= Eighteenth Council of Toledo =

Final council of Toledo, Visigothic Spain

The Eighteenth Council of Toledo was the last of the councils of Toledo held in Visigothic Spain before the Moorish conquest of 711. It was held after the Seventeenth Council in 694, probably in 703 during the reign of King Wittiza (701-710) or his co-reign with his father, Ergica, from 693. It was presided over by Gunderic, Archbishop of Toledo.

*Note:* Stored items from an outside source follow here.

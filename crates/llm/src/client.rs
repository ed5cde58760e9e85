//! LLM client abstraction and request/response types.
//!
//! This module defines the core abstractions for interacting with
//! chat-completion providers.

use loanqa_core::AppResult;
use serde::{Deserialize, Serialize};

/// LLM completion request.
#[derive(Debug, Clone, Serialize, Deserialize)]
pub struct LlmRequest {
    /// The user message sent to the LLM
    pub prompt: String,

    /// Model identifier (e.g., "gpt-4.1-mini")
    pub model: String,

    /// Maximum tokens to generate
    #[serde(skip_serializing_if = "Option::is_none")]
    pub max_tokens: Option<u32>,

    /// Temperature for sampling (0.0 - 2.0)
    #[serde(skip_serializing_if = "Option::is_none")]
    pub temperature: Option<f32>,

    /// System message (optional)
    #[serde(skip_serializing_if = "Option::is_none")]
    pub system: Option<String>,
}

impl LlmRequest {
    /// Create a new LLM request with required fields.
    pub fn new(prompt: impl Into<String>, model: impl Into<String>) -> Self {
        Self {
            prompt: prompt.into(),
            model: model.into(),
            max_tokens: None,
            temperature: None,
            system: None,
        }
    }

    /// Set the maximum tokens to generate.
    pub fn with_max_tokens(mut self, max_tokens: u32) -> Self {
        self.max_tokens = Some(max_tokens);
        self
    }

    /// Set the temperature for sampling.
    pub fn with_temperature(mut self, temperature: f32) -> Self {
        self.temperature = Some(temperature);
        self
    }

    /// Set the system message.
    pub fn with_system(mut self, system: impl Into<String>) -> Self {
        self.system = Some(system.into());
        self
    }
}

/// LLM completion response.
#[derive(Debug, Clone, Serialize, Deserialize)]
pub struct LlmResponse {
    /// The generated text
    pub content: String,

    /// Model that generated the response
    pub model: String,

    /// Usage statistics
    pub usage: LlmUsage,

    /// Why generation stopped ("stop", "length", ...), when reported
    #[serde(skip_serializing_if = "Option::is_none")]
    pub finish_reason: Option<String>,
}

/// Token usage statistics.
#[derive(Debug, Clone, Serialize, Deserialize, Default, PartialEq, Eq)]
pub struct LlmUsage {
    /// Tokens in the prompt
    #[serde(default)]
    pub prompt_tokens: u32,

    /// Tokens in the completion
    #[serde(default)]
    pub completion_tokens: u32,

    /// Total tokens used
    #[serde(default)]
    pub total_tokens: u32,
}

impl LlmUsage {
    /// Create usage stats from prompt and completion token counts.
    pub fn new(prompt_tokens: u32, completion_tokens: u32) -> Self {
        Self {
            prompt_tokens,
            completion_tokens,
            total_tokens: prompt_tokens + completion_tokens,
        }
    }
}

/// Trait for LLM providers.
///
/// Abstracts the underlying chat-completion service behind a single
/// non-streaming call.
#[async_trait::async_trait]
pub trait LlmClient: Send + Sync {
    /// Get the provider name (e.g., "openai").
    fn provider_name(&self) -> &str;

    /// Perform a non-streaming completion.
    ///
    /// Transport failures, non-success statuses and malformed bodies are
    /// reported as `AppError::Llm`.
    async fn complete(&self, request: &LlmRequest) -> AppResult<LlmResponse>;
}
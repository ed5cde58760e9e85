//! Keyword-overlap retrieval.

use super::{word_tokens, Retriever};
use std::collections::HashSet;

/// Fraction of distinct query tokens that also occur in the document.
///
/// Returns 0 when the query has no tokens.
pub fn keyword_overlap(query_tokens: &HashSet<String>, doc_tokens: &HashSet<String>) -> f32 {
    if query_tokens.is_empty() {
        return 0.0;
    }

    let common = query_tokens.intersection(doc_tokens).count();
    common as f32 / query_tokens.len() as f32
}

/// Scores documents by distinct-token overlap with the query.
#[derive(Debug, Clone)]
pub struct KeywordRetriever {
    /// Distinct tokens per document, in corpus order
    doc_tokens: Vec<HashSet<String>>,
}

impl KeywordRetriever {
    /// Tokenize every document once.
    pub fn new<'a, I>(texts: I) -> Self
    where
        I: IntoIterator<Item = &'a str>,
    {
        let doc_tokens: Vec<HashSet<String>> = texts.into_iter().map(word_tokens).collect();
        tracing::debug!("Keyword retriever indexed {} documents", doc_tokens.len());
        Self { doc_tokens }
    }
}

impl Retriever for KeywordRetriever {
    fn name(&self) -> &str {
        "keyword"
    }

    fn score(&self, query: &str) -> Vec<f32> {
        let query_tokens = word_tokens(query);
        self.doc_tokens
            .iter()
            .map(|doc| keyword_overlap(&query_tokens, doc))
            .collect()
    }
}
impl AppConfig {
    /// Load configuration from defaults, the YAML config file and the environment.
    ///
    /// Environment variables:
    /// - `LOANQA_WORKSPACE`: Override workspace path
    /// - `LOANQA_CONFIG`: Path to config file
    /// - `LOANQA_DOCUMENTATION`, `LOANQA_TRAINING_DATA`: Input files
    /// - `LOANQA_RETRIEVER`, `LOANQA_TOP_K`, `LOANQA_RESPONDER`: Pipeline selection
    /// - `LOANQA_PROVIDER`, `LOANQA_MODEL`: Completion provider and model
    /// - `OPENAI_API_KEY`, `OPENAI_API_BASE`: Completion credentials and endpoint
    /// - `LOANQA_BIND`: Server bind address
    /// - `RUST_LOG`, `NO_COLOR`: Logging
    ///
    /// # Example
    /// ```no_run
    /// use loanqa_core::config::AppConfig;
    ///
    /// let config = AppConfig::load().expect("Failed to load config");
    /// println!("Training data: {:?}", config.training_data());
    /// ```
    pub fn load() -> AppResult<Self> {
        Self::load_with(None, None)
    }

    /// Like [`AppConfig::load`], with an explicit workspace and config file
    /// taking precedence over `LOANQA_WORKSPACE` and `LOANQA_CONFIG`.
    pub fn load_with(workspace: Option<PathBuf>, config_file: Option<PathBuf>) -> AppResult<Self> {
        let mut config = Self::default();

        if let Some(workspace) =
            workspace.or_else(|| std::env::var("LOANQA_WORKSPACE").ok().map(PathBuf::from))
        {
            config.workspace = workspace;
        }

        if let Some(config_file) =
            config_file.or_else(|| std::env::var("LOANQA_CONFIG").ok().map(PathBuf::from))
        {
            config.config_file = Some(config_file);
        }

        if !config.workspace.exists() {
            return Err(AppError::Config(format!(
                "Workspace directory does not exist: {:?}",
                config.workspace
            )));
        }

        let config_path = config
            .config_file
            .clone()
            .unwrap_or_else(|| config.workspace.join(".loanqa/config.yaml"));

        if config_path.exists() {
            config = config.merge_yaml(&config_path)?;
        }

        config.apply_env()?;

        Ok(config)
    }

    /// Apply environment variable overrides.
    fn apply_env(&mut self) -> AppResult<()> {
        if let Ok(path) = std::env::var("LOANQA_DOCUMENTATION") {
            self.documentation_path = PathBuf::from(path);
        }

        if let Ok(path) = std::env::var("LOANQA_TRAINING_DATA") {
            self.training_data_path = PathBuf::from(path);
        }

        if let Ok(retriever) = std::env::var("LOANQA_RETRIEVER") {
            self.retriever = retriever;
        }

        if let Ok(top_k) = std::env::var("LOANQA_TOP_K") {
            self.top_k = top_k.parse().map_err(|_| {
                AppError::Config(format!("LOANQA_TOP_K must be a positive integer, got '{}'", top_k))
            })?;
        }

        if let Ok(responder) = std::env::var("LOANQA_RESPONDER") {
            self.responder = responder;
        }

        if let Ok(provider) = std::env::var("LOANQA_PROVIDER") {
            self.provider = provider;
        }

        if let Ok(model) = std::env::var("LOANQA_MODEL") {
            self.model = model;
        }

        if let Ok(key) = std::env::var("OPENAI_API_KEY") {
            self.api_key = Some(key);
        }

        if let Ok(base) = std::env::var("OPENAI_API_BASE") {
            self.api_base = Some(base);
        }

        if let Ok(bind) = std::env::var("LOANQA_BIND") {
            self.bind = bind;
        }

        if let Ok(level) = std::env::var("RUST_LOG") {
            self.log_level = Some(level);
        }

        if std::env::var("NO_COLOR").is_ok() {
            self.no_color = true;
        }

        Ok(())
    }

    /// Merge a YAML configuration file into this config.
    fn merge_yaml(&self, path: &Path) -> AppResult<Self> {
        let contents = std::fs::read_to_string(path).map_err(|e| {
            AppError::Config(format!("Failed to read config file {:?}: {}", path, e))
        })?;

        let config_file: ConfigFile = serde_yaml::from_str(&contents).map_err(|e| {
            AppError::Config(format!("Failed to parse config file {:?}: {}", path, e))
        })?;

        Ok(self.merge_file(config_file))
    }

    fn merge_file(&self, file: ConfigFile) -> Self {
        let mut result = self.clone();

        if let Some(data) = file.data {
            if let Some(doc) = data.documentation {
                result.documentation_path = PathBuf::from(doc);
            }
            if let Some(train) = data.training_data {
                result.training_data_path = PathBuf::from(train);
            }
        }

        if let Some(retrieval) = file.retrieval {
            if let Some(strategy) = retrieval.strategy {
                result.retriever = strategy;
            }
            if let Some(top_k) = retrieval.top_k {
                result.top_k = top_k;
            }
        }

        if let Some(responder) = file.responder {
            if let Some(strategy) = responder.strategy {
                result.responder = strategy;
            }
            result.rules_file = responder.rules_file.map(PathBuf::from).or(result.rules_file);
            result.prompt_file = responder
                .prompt_file
                .map(PathBuf::from)
                .or(result.prompt_file);
            if let Some(policy) = responder.generation_errors {
                result.generation_errors = policy;
            }
        }

        if let Some(llm) = file.llm {
            if let Some(provider) = llm.provider {
                result.provider = provider;
            }
            if let Some(model) = llm.model {
                result.model = model;
            }
            if let Some(env_var) = llm.api_key_env {
                // The file names the variable; the secret itself never lives in YAML.
                if let Ok(key) = std::env::var(&env_var) {
                    result.api_key = Some(key);
                }
            }
            result.api_base = llm.endpoint.or(result.api_base);
            if let Some(max_tokens) = llm.max_tokens {
                result.max_tokens = max_tokens;
            }
            if let Some(temperature) = llm.temperature {
                result.temperature = temperature;
            }
            result.timeout_secs = llm.timeout_secs.or(result.timeout_secs);
        }

        if let Some(server) = file.server {
            if let Some(bind) = server.bind {
                result.bind = bind;
            }
        }

        if let Some(logging) = file.logging {
            if let Some(level) = logging.level {
                result.log_level = Some(level);
            }
            if let Some(color) = logging.color {
                result.no_color = !color;
            }
        }

        result
    }

    /// Apply CLI overrides to the configuration.
    ///
    /// CLI flags take precedence over environment variables and the config file.
    #[allow(clippy::too_many_arguments)]
    pub fn with_overrides(
        mut self,
        workspace: Option<PathBuf>,
        retriever: Option<String>,
        responder: Option<String>,
        top_k: Option<usize>,
        model: Option<String>,
        log_level: Option<String>,
        verbose: bool,
        no_color: bool,
    ) -> Self {
        if let Some(workspace) = workspace {
            self.workspace = workspace;
        }

        if let Some(retriever) = retriever {
            self.retriever = retriever;
        }

        if let Some(responder) = responder {
            self.responder = responder;
        }

        if let Some(top_k) = top_k {
            self.top_k = top_k;
        }

        if let Some(model) = model {
            self.model = model;
        }

        if let Some(log_level) = log_level {
            self.log_level = Some(log_level);
        }

        if verbose {
            self.verbose = true;
            // Verbose mode implies debug logging
            if self.log_level.is_none() {
                self.log_level = Some("debug".to_string());
            }
        }

        if no_color {
            self.no_color = true;
        }

        self
    }

    /// Resolve a path against the workspace unless it is already absolute.
    pub fn resolve(&self, path: &Path) -> PathBuf {
        if path.is_absolute() {
            path.to_path_buf()
        } else {
            self.workspace.join(path)
        }
    }

    /// Resolved documentation file path.
    pub fn documentation(&self) -> PathBuf {
        self.resolve(&self.documentation_path)
    }

    /// Resolved training dataset path.
    pub fn training_data(&self) -> PathBuf {
        self.resolve(&self.training_data_path)
    }

    /// Validate configuration for the selected pipeline.
    pub fn validate(&self) -> AppResult<()> {
        let retriever = self.retriever.to_lowercase();
        if !KNOWN_RETRIEVERS.contains(&retriever.as_str()) {
            return Err(AppError::Config(format!(
                "Unknown retriever: {}. Supported: {}",
                self.retriever,
                KNOWN_RETRIEVERS.join(", ")
            )));
        }

        let responder = self.responder.to_lowercase();
        if !KNOWN_RESPONDERS.contains(&responder.as_str()) {
            return Err(AppError::Config(format!(
                "Unknown responder: {}. Supported: {}",
                self.responder,
                KNOWN_RESPONDERS.join(", ")
            )));
        }

        if self.top_k == 0 {
            return Err(AppError::Config("top_k must be at least 1".to_string()));
        }

        if responder == "llm" {
            if !KNOWN_PROVIDERS.contains(&self.provider.to_lowercase().as_str()) {
                return Err(AppError::Config(format!(
                    "Unknown provider: {}. Supported: {}",
                    self.provider,
                    KNOWN_PROVIDERS.join(", ")
                )));
            }

            if self.api_key.as_deref().map_or(true, str::is_empty) {
                return Err(AppError::Config(
                    "The llm responder requires an API key (set OPENAI_API_KEY)".to_string(),
                ));
            }
        }

        Ok(())
    }
}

An account of the acts of the council existed in the Middle Ages, but has since been lost; it may have been highly controversial, leading to its suppression. There is a reference in the Chronicle of 754 to Wittiza commanding Sindered to exert pressure on the established clergy, but what exactly this means is unknown. It may mean that he pressured the Eighteenth Council to ratify the decision of the Quinisext Council that clerical marriage was permissible: according to the Chronicle of Alfonso III, Fruela I of Asturias (757–68) reversed this ruling. The collective sense is that Wittiza made an effort to reform corruptions in the Visigothic Catholic Church.

==Sources==
- Collins, Roger, Visigothic Spain, 409-711, Blackwell Publishing, 2004.
- Thompson, E. A., The Goths in Spain, Clarendon Press: Oxford, 1969.
- Martínez Diez, Gonzalo, La colección canónica Hispana, Madrid, 1966.